(Saved data entries)
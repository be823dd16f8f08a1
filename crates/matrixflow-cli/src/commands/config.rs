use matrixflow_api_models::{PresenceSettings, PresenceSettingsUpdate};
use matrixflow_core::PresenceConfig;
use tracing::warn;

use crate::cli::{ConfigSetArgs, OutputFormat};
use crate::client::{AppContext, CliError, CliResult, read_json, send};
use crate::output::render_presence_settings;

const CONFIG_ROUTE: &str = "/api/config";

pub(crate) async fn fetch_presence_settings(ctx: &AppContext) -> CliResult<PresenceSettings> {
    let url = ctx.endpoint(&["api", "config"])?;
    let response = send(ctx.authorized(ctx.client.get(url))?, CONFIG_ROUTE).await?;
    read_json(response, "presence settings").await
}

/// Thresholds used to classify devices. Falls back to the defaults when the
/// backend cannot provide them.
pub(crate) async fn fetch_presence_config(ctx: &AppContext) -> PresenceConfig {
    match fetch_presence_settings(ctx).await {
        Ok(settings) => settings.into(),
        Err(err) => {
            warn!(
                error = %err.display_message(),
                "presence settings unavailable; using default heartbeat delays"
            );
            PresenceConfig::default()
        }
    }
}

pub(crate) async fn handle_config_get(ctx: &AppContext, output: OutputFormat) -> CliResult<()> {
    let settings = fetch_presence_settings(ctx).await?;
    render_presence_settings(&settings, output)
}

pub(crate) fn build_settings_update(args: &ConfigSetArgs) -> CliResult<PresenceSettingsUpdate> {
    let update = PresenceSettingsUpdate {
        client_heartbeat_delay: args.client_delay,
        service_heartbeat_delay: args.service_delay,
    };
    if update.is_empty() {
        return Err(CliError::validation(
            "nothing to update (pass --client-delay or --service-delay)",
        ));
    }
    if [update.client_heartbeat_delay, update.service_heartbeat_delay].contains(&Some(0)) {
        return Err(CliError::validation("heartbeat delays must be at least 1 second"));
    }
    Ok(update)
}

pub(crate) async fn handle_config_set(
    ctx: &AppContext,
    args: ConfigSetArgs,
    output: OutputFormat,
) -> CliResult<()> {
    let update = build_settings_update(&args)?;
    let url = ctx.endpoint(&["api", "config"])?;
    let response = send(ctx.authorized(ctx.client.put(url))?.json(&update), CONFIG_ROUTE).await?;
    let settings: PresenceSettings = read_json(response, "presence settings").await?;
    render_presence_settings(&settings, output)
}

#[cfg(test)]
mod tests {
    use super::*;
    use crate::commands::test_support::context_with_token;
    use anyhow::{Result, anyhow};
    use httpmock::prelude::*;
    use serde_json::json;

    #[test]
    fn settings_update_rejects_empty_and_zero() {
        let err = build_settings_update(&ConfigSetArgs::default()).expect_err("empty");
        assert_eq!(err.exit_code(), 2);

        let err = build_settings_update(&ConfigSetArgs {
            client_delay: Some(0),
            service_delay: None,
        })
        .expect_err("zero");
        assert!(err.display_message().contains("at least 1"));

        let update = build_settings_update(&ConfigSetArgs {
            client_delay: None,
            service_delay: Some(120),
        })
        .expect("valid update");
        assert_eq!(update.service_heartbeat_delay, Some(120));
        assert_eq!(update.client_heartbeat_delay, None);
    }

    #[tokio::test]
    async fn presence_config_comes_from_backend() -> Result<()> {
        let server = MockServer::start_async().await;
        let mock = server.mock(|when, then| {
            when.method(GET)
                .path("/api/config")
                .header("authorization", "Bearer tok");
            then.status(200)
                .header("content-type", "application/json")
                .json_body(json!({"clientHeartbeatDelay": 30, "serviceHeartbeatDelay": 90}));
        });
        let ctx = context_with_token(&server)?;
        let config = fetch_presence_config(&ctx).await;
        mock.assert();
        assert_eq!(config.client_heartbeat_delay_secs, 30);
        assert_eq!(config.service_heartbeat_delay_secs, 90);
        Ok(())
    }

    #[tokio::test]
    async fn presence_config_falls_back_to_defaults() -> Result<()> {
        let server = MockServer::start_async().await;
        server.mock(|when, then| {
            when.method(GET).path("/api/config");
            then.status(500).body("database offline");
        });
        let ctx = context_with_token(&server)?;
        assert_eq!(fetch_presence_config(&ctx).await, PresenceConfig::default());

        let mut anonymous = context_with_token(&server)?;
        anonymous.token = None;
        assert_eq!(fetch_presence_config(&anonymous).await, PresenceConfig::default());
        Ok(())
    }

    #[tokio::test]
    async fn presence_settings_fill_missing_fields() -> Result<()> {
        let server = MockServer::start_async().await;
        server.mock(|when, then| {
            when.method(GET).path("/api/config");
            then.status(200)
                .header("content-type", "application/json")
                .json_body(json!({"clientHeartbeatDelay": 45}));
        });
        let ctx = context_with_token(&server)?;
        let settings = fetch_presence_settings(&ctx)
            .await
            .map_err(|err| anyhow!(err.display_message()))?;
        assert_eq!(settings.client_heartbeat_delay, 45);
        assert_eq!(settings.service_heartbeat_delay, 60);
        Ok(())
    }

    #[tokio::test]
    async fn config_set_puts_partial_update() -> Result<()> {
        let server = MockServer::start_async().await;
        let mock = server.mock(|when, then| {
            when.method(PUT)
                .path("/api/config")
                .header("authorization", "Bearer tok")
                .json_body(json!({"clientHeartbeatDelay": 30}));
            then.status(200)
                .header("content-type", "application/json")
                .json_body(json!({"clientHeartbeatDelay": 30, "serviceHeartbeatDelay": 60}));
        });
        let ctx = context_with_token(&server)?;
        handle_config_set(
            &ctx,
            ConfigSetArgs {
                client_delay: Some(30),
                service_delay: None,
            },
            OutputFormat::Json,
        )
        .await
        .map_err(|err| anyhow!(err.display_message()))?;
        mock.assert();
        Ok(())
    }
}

What the task requires:
If a line in the data contains the string "clientHeartbeatDelay", copy it.

Finished task:
                .json_body(json!({"clientHeartbeatDelay": 30, "serviceHeartbeatDelay": 90}));
                .json_body(json!({"clientHeartbeatDelay": 45}));
                .json_body(json!({"clientHeartbeatDelay": 30}));
                .json_body(json!({"clientHeartbeatDelay": 30, "serviceHeartbeatDelay": 60}));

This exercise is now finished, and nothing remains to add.